Diane’s decision to depart from the ITV show was devastating to Jet’s legions of fans, who’d watched her transform from a fitness instructor and dance choreographer before her time on the show into an icon.

Having signed up in the first series in 1992, Diane competed alongside some of the most adored cast members including beloved bad boy Wolf and Cobra, the joker in the pack known for pulling faces at the judges.

It’s hard to overstate the show’s popularity — it was watched by around a quarter of the entire British population and was recorded in front of 7,000 foam-finger waving fans packed into the National Indoor Arena in Birmingham for every show.

Amid the craze, Diane emerged as one of the best-loved Gladiators for her incredible looks and trademark hair flicks and cartwheels between games.

But her status as a sex symbol did have its drawbacks — she became an object of envy on the show from other Gladiators because she would get disproportionate amounts of airtime.

“I remember thinking, ‘I’m so embarrassed!’” Diane says, recalling the jealous grumblings. “But Nigel [the director] said, ‘When you give what this girl can give down the camera, then you’ll get equal time’.”

If you’re moving, then they can’t go, ‘Oh, has she really got that on her bum?’

Diane Youdale

Diane says her eye-catching acrobatic flourishes weren’t attention seeking — she just didn’t feel comfortable standing still and posing for the camera.

“I thought if I just keep moving, then people can’t see all the bits,” she explains.

“If you’re moving, then they can’t go, ‘Oh, has she really got that on her bum?’”

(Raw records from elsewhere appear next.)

//! `display`/`parse` pairs.
//!
//! [`Codec`] and [`TryCodec`] are the seams the adapters are generic over.
//! Closures plug in through [`FnCodec`] and [`FnTryCodec`]; the rest of this
//! module holds text codecs for numeric form fields.

use std::marker::PhantomData;

use thiserror::Error;

/// Infallible pair of approximate inverses between a high-level value and
/// its low-level representation.
pub trait Codec {
    type High;
    type Low;

    fn display(&self, high: &Self::High) -> Self::Low;
    fn parse(&self, low: &Self::Low) -> Self::High;
}

/// Fallible counterpart of [`Codec`]. Errors are handed back to the caller
/// untouched.
pub trait TryCodec {
    type High;
    type Low;
    type Error;

    fn try_display(&self, high: &Self::High) -> Result<Self::Low, Self::Error>;
    fn try_parse(&self, low: &Self::Low) -> Result<Self::High, Self::Error>;
}

/// [`Codec`] built from two closures.
pub struct FnCodec<H, L, D, P> {
    display: D,
    parse: P,
    _marker: PhantomData<fn(&H, &L) -> (H, L)>,
}

impl<H, L, D, P> FnCodec<H, L, D, P>
where
    D: Fn(&H) -> L,
    P: Fn(&L) -> H,
{
    pub fn new(display: D, parse: P) -> Self {
        Self {
            display,
            parse,
            _marker: PhantomData,
        }
    }
}

impl<H, L, D, P> Codec for FnCodec<H, L, D, P>
where
    D: Fn(&H) -> L,
    P: Fn(&L) -> H,
{
    type High = H;
    type Low = L;

    #[inline]
    fn display(&self, high: &H) -> L {
        (self.display)(high)
    }

    #[inline]
    fn parse(&self, low: &L) -> H {
        (self.parse)(low)
    }
}

/// [`TryCodec`] built from two fallible closures sharing one error type.
pub struct FnTryCodec<H, L, E, D, P> {
    display: D,
    parse: P,
    _marker: PhantomData<fn(&H, &L) -> Result<(H, L), E>>,
}

impl<H, L, E, D, P> FnTryCodec<H, L, E, D, P>
where
    D: Fn(&H) -> Result<L, E>,
    P: Fn(&L) -> Result<H, E>,
{
    pub fn new(display: D, parse: P) -> Self {
        Self {
            display,
            parse,
            _marker: PhantomData,
        }
    }
}

impl<H, L, E, D, P> TryCodec for FnTryCodec<H, L, E, D, P>
where
    D: Fn(&H) -> Result<L, E>,
    P: Fn(&L) -> Result<H, E>,
{
    type High = H;
    type Low = L;
    type Error = E;

    #[inline]
    fn try_display(&self, high: &H) -> Result<L, E> {
        (self.display)(high)
    }

    #[inline]
    fn try_parse(&self, low: &L) -> Result<H, E> {
        (self.parse)(low)
    }
}

#[derive(Debug, Error, Clone, PartialEq, Eq)]
pub enum CodecError {
    #[error("empty input")]
    Empty,
    #[error("invalid integer: {input:?}")]
    InvalidInteger { input: String },
}

/// Parses the leading integer of `s`.
///
/// Leading whitespace and one sign are accepted, then either a `0x`/`0X`
/// prefix with the longest run of hex digits, or the longest run of ASCII
/// decimal digits. Whatever follows is ignored, so `"10."` and `"7px"` parse.
/// Returns `None` when there are no digits or the value overflows `i64`.
///
/// Examples:
/// - `"42" -> Some(42)`
/// - `"  -3abc" -> Some(-3)`
/// - `"10." -> Some(10)`
/// - `"0x1f" -> Some(31)`
/// - `"abc" -> None`
pub fn parse_leading_int(s: &str) -> Option<i64> {
    let s = s.trim_start();
    let (negative, rest) = match s.as_bytes().first() {
        Some(b'-') => (true, &s[1..]),
        Some(b'+') => (false, &s[1..]),
        _ => (false, s),
    };
    let (radix, rest) = match rest.get(..2) {
        Some("0x" | "0X") => (16, &rest[2..]),
        _ => (10, rest),
    };
    let digits = rest.bytes().take_while(|b| char::from(*b).is_digit(radix)).count();
    if digits == 0 {
        return None;
    }
    let mut value: i64 = 0;
    for c in rest[..digits].chars() {
        let d = i64::from(c.to_digit(radix)?);
        value = value.checked_mul(i64::from(radix))?;
        value = if negative {
            value.checked_sub(d)?
        } else {
            value.checked_add(d)?
        };
    }
    Some(value)
}

/// Parses the leading decimal float of `s`, `NaN` when there is none.
///
/// Accepts an optional sign, digits with at most one `.`, and an exponent
/// only when it is followed by digits. `"Infinity"` spellings are accepted
/// after the sign.
pub fn parse_leading_float(s: &str) -> f64 {
    let s = s.trim_start();
    let bytes = s.as_bytes();
    let mut end = 0;
    if matches!(bytes.first(), Some(b'-' | b'+')) {
        end = 1;
    }
    if s[end..].starts_with("Infinity") {
        return if bytes[0] == b'-' {
            f64::NEG_INFINITY
        } else {
            f64::INFINITY
        };
    }
    let int_digits = bytes[end..].iter().take_while(|b| b.is_ascii_digit()).count();
    end += int_digits;
    let mut frac_digits = 0;
    if bytes.get(end) == Some(&b'.') {
        frac_digits = bytes[end + 1..]
            .iter()
            .take_while(|b| b.is_ascii_digit())
            .count();
        if int_digits > 0 || frac_digits > 0 {
            end += 1 + frac_digits;
        }
    }
    if int_digits == 0 && frac_digits == 0 {
        return f64::NAN;
    }
    if matches!(bytes.get(end), Some(b'e' | b'E')) {
        let mut exp_end = end + 1;
        if matches!(bytes.get(exp_end), Some(b'-' | b'+')) {
            exp_end += 1;
        }
        let exp_digits = bytes[exp_end..]
            .iter()
            .take_while(|b| b.is_ascii_digit())
            .count();
        if exp_digits > 0 {
            end = exp_end + exp_digits;
        }
    }
    // A trailing '.' is part of the literal for Rust's parser too ("10." is valid).
    s[..end].parse().unwrap_or(f64::NAN)
}

/// Integer text field where an unparsable edit becomes `None`.
#[derive(Debug, Clone, Copy, Default)]
pub struct LenientInt;

impl Codec for LenientInt {
    type High = Option<i64>;
    type Low = String;

    fn display(&self, high: &Option<i64>) -> String {
        match high {
            Some(n) => n.to_string(),
            None => String::new(),
        }
    }

    fn parse(&self, low: &String) -> Option<i64> {
        parse_leading_int(low)
    }
}

/// Float text field; unparsable edits become `NaN`, which displays as empty.
/// Infinities display with the `Infinity` spelling [`parse_leading_float`] reads.
#[derive(Debug, Clone, Copy, Default)]
pub struct FloatText;

impl Codec for FloatText {
    type High = f64;
    type Low = String;

    fn display(&self, high: &f64) -> String {
        if high.is_nan() {
            String::new()
        } else if high.is_infinite() {
            let sign = if high.is_sign_negative() { "-" } else { "" };
            format!("{sign}Infinity")
        } else {
            high.to_string()
        }
    }

    fn parse(&self, low: &String) -> f64 {
        parse_leading_float(low)
    }
}

/// Integer text field that rejects anything but a whole, trimmed integer.
#[derive(Debug, Clone, Copy, Default)]
pub struct StrictInt;

impl TryCodec for StrictInt {
    type High = i64;
    type Low = String;
    type Error = CodecError;

    fn try_display(&self, high: &i64) -> Result<String, CodecError> {
        Ok(high.to_string())
    }

    fn try_parse(&self, low: &String) -> Result<i64, CodecError> {
        let trimmed = low.trim();
        if trimmed.is_empty() {
            return Err(CodecError::Empty);
        }
        trimmed.parse().map_err(|_| CodecError::InvalidInteger {
            input: low.clone(),
        })
    }
}
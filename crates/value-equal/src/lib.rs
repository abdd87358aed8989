//! value-adapter-equal - Deep structural equality for adapter values.
//!
//! [`DeepEqual`] is the comparison the adapter runs between an incoming
//! high-level value and the value it last parsed. It differs from
//! [`PartialEq`] in one place that matters for user input: two `NaN`
//! floats are equal, so a value that failed to parse into a number still
//! round-trips through the adapter.
//!
//! With the `json` feature, [`deep_equal`] compares [`serde_json::Value`]
//! trees with strict type checking.

mod deep_equal;
#[cfg(feature = "json")]
mod json;

pub use deep_equal::DeepEqual;
#[cfg(feature = "json")]
pub use json::deep_equal;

The gruelling demands appearing in skimpy costumes on TV meant she kept a strict diet for three months before every series.

“You’re just paranoid,” she says, “Because a bit of lycra doesn’t cover much!”

Body of work

Jet was intensely scrutinised as well as idolised, her uber-athletic physique being a dramatic shift from the super-skinny look which was popular at the time.

But Diane always believed in fitness as a positive way of transforming yourself as opposed to extreme dieting to “look like a clothes hangar for a catwalk”.

“I think it’s a desperate desexualisation particularly of the female form for a girl to starve herself that much so she feels that she can look good in clothes,” she says.

“You’ve got to remember that Gladiators in the early 90s was coming out of 80s heroin chic, so very thin models were becoming famous.”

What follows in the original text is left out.